The major trading banks have cut their floating mortgage rates in response to the Reserve Bank's cut of half a percent in the Official Cash Rate.
The central bank cut the benchmark interest rate from 3% to 2.5% on Thursday morning.
The banks have, by and large, passed on the cut to their customers: the median for their floating, six-month and one-year mortgage rates is now below 6%.
The cuts follow reductions in fixed mortgage rates by all of the banks last week on the expectation that the Reserve Bank would cut its cash rate forecasts.
Reserve Bank governor Alan Bollard says the Christchurch earthquake on 22 February has knocked the country's confidence and he is cutting the rate now to guard against the risk of the quake's economic impact becoming "especially severe".
The 6.3-magnitude quake devastated much of the central business district.
Dr Bollard says the cut is insurance against the effects of reduced household and business spending and lost production from the quake on an already weak economy.
Firms' sales had started to pick up, he says, boosting plans to employ and invest more, but the quake may put that at risk.
Dr Bollard says he expects the economy will be quite weak through the first half of this year before being boosted by the reconstruction of Christchurch.
The governor says business confidence was on the up before the quake and a cut in the cash rate should help restore confidence - but he warns that the rates could be raised again next year.
Impact on tourism
Dr Bollard expects tourism visitor numbers to be dented for some time as a result of February's quake. Christchurch airport accounts for 17% of passenger movements and he expects many tourists may now cancel trips.
The governor believes tourism will pick up from September with the arrival of visitors for the Rugby World Cup.
However, he says high debt in Western countries, along with the effects of the quake, will act as a drag on tourism numbers this year.

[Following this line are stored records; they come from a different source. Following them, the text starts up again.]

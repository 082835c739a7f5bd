//! Image header inspection and placeholder encoding.
//!
//! Only headers are read; pixel data is never decoded. Supported containers are
//! PNG (IHDR), JPEG (first SOFn marker) and WebP (`VP8 `, `VP8L`, `VP8X`).

use std::fmt;

/// Container format detected from magic bytes.
#[derive(Debug, Clone, Copy, PartialEq, Eq)]
pub enum ImageFormat {
    Png,
    Jpeg,
    WebP,
}

impl ImageFormat {
    #[must_use]
    pub fn detect(bytes: &[u8]) -> Option<Self> {
        if bytes.starts_with(&PNG_SIGNATURE) {
            Some(Self::Png)
        } else if bytes.starts_with(&[0xFF, 0xD8, 0xFF]) {
            Some(Self::Jpeg)
        } else if bytes.len() >= 12 && &bytes[0..4] == b"RIFF" && &bytes[8..12] == b"WEBP" {
            Some(Self::WebP)
        } else {
            None
        }
    }

    #[must_use]
    pub const fn mime_type(&self) -> &'static str {
        match self {
            Self::Png => "image/png",
            Self::Jpeg => "image/jpeg",
            Self::WebP => "image/webp",
        }
    }
}

impl fmt::Display for ImageFormat {
    fn fmt(&self, f: &mut fmt::Formatter<'_>) -> fmt::Result {
        f.write_str(match self {
            Self::Png => "png",
            Self::Jpeg => "jpeg",
            Self::WebP => "webp",
        })
    }
}

const PNG_SIGNATURE: [u8; 8] = [0x89, b'P', b'N', b'G', 0x0D, 0x0A, 0x1A, 0x0A];

/// Width and height from the image header, or `None` if unrecognized or truncated.
#[must_use]
pub fn read_dimensions(bytes: &[u8]) -> Option<(u32, u32)> {
    match ImageFormat::detect(bytes)? {
        ImageFormat::Png => png_dimensions(bytes),
        ImageFormat::Jpeg => jpeg_dimensions(bytes),
        ImageFormat::WebP => webp_dimensions(bytes),
    }
}

fn be_u32(b: &[u8]) -> u32 {
    u32::from_be_bytes([b[0], b[1], b[2], b[3]])
}

fn png_dimensions(bytes: &[u8]) -> Option<(u32, u32)> {
    if bytes.len() < 24 || &bytes[12..16] != b"IHDR" {
        return None;
    }
    Some((be_u32(&bytes[16..20]), be_u32(&bytes[20..24])))
}

fn jpeg_dimensions(bytes: &[u8]) -> Option<(u32, u32)> {
    let mut i = 2;
    while i + 4 <= bytes.len() {
        if bytes[i] != 0xFF {
            return None;
        }
        let marker = bytes[i + 1];
        // Fill bytes and standalone markers carry no length.
        if marker == 0xFF {
            i += 1;
            continue;
        }
        if marker == 0x01 || (0xD0..=0xD7).contains(&marker) {
            i += 2;
            continue;
        }
        let len = u16::from_be_bytes([bytes[i + 2], bytes[i + 3]]) as usize;
        let is_sof = matches!(marker, 0xC0..=0xCF) && !matches!(marker, 0xC4 | 0xC8 | 0xCC);
        if is_sof {
            if i + 9 > bytes.len() {
                return None;
            }
            let height = u16::from_be_bytes([bytes[i + 5], bytes[i + 6]]) as u32;
            let width = u16::from_be_bytes([bytes[i + 7], bytes[i + 8]]) as u32;
            return Some((width, height));
        }
        if len < 2 {
            return None;
        }
        i += 2 + len;
    }
    None
}

fn webp_dimensions(bytes: &[u8]) -> Option<(u32, u32)> {
    if bytes.len() < 30 {
        return None;
    }
    match &bytes[12..16] {
        b"VP8 " => {
            let w = u16::from_le_bytes([bytes[26], bytes[27]]) & 0x3FFF;
            let h = u16::from_le_bytes([bytes[28], bytes[29]]) & 0x3FFF;
            Some((w as u32, h as u32))
        }
        b"VP8L" => {
            if bytes[20] != 0x2F {
                return None;
            }
            let b = &bytes[21..25];
            let w = 1 + (((b[1] as u32 & 0x3F) << 8) | b[0] as u32);
            let h = 1
                + (((b[3] as u32 & 0x0F) << 10)
                    | ((b[2] as u32) << 2)
                    | ((b[1] as u32 & 0xC0) >> 6));
            Some((w, h))
        }
        b"VP8X" => {
            let w = 1 + u32::from_le_bytes([bytes[24], bytes[25], bytes[26], 0]);
            let h = 1 + u32::from_le_bytes([bytes[27], bytes[28], bytes[29], 0]);
            Some((w, h))
        }
        _ => None,
    }
}

fn crc32(chunks: &[&[u8]]) -> u32 {
    let mut crc = 0xFFFF_FFFFu32;
    for chunk in chunks {
        for &byte in *chunk {
            crc ^= byte as u32;
            for _ in 0..8 {
                let mask = (crc & 1).wrapping_neg();
                crc = (crc >> 1) ^ (0xEDB8_8320 & mask);
            }
        }
    }
    !crc
}

fn push_chunk(out: &mut Vec<u8>, kind: &[u8; 4], data: &[u8]) {
    out.extend_from_slice(&(data.len() as u32).to_be_bytes());
    out.extend_from_slice(kind);
    out.extend_from_slice(data);
    out.extend_from_slice(&crc32(&[kind, data]).to_be_bytes());
}

/// Encode a structurally valid PNG header of the given dimensions, padded with a
/// private ancillary chunk to `target_len` bytes.
///
/// The padding is derived from `seed`, so different seeds give different bytes
/// (and fingerprints) at the same size. Decoders that skip unknown ancillary
/// chunks see an image with no pixel data.
#[must_use]
pub fn placeholder_png(width: u32, height: u32, target_len: usize, seed: u64) -> Vec<u8> {
    let mut out = Vec::with_capacity(target_len.max(64));
    out.extend_from_slice(&PNG_SIGNATURE);

    let mut ihdr = Vec::with_capacity(13);
    ihdr.extend_from_slice(&width.to_be_bytes());
    ihdr.extend_from_slice(&height.to_be_bytes());
    ihdr.extend_from_slice(&[8, 2, 0, 0, 0]);
    push_chunk(&mut out, b"IHDR", &ihdr);

    // signature + IHDR (25) + filler framing (12) + IEND (12)
    let fixed = out.len() + 12 + 12;
    let filler_len = target_len.saturating_sub(fixed);
    let mut state = seed ^ 0x9E37_79B9_7F4A_7C15;
    let filler: Vec<u8> = (0..filler_len)
        .map(|_| {
            state ^= state << 13;
            state ^= state >> 7;
            state ^= state << 17;
            (state >> 24) as u8
        })
        .collect();
    push_chunk(&mut out, b"rsKn", &filler);
    push_chunk(&mut out, b"IEND", &[]);
    out
}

The head of the Canterbury Employers Chamber of Commerce, Peter Townsend, says the cut in the Official Cash Rate (OCR) is welcome - but it will by no means be the salvation of businesses in the quake-hit region.
Mr Townsend told Checkpoint the businesses in affected by the quake are in survival mode and are looking at how they can operate from week to week.
"I suspect a change in the OCR is not at the top of their agenda at this stage."
No mention of inflation
Radio New Zealand's business editor says it is striking that inflation is nowhere mentioned in the bank's statement announcing the cut and it really is all about the effect on growth.
At 4% currently, inflation is already exceeding the bank's target of 1% to 3% over the medium term, and food and fuel prices are threatening to push it higher.
The New Zealand dollar fell after the announcement on Thursday, dropping about half a cent to US73.4 cents before recovering about half of that.
The Christchurch earthquake is initially estimated to cost up to $15 billion and the Reserve Bank is forecasting the economy may stall, if not tip into recession.
Warning of early reversal
The head of market research at BNZ, Stephen Toplis, says the central bank's move should be considered an emergency cut.
Mr Toplis says rising food, oil and raw material prices are building inflationary pressures and the cut may need to be reversed quickly. He says rate increases may be needed as early as the end of this year.
The Reserve Bank will next review the Official Cash Rate on 28 April.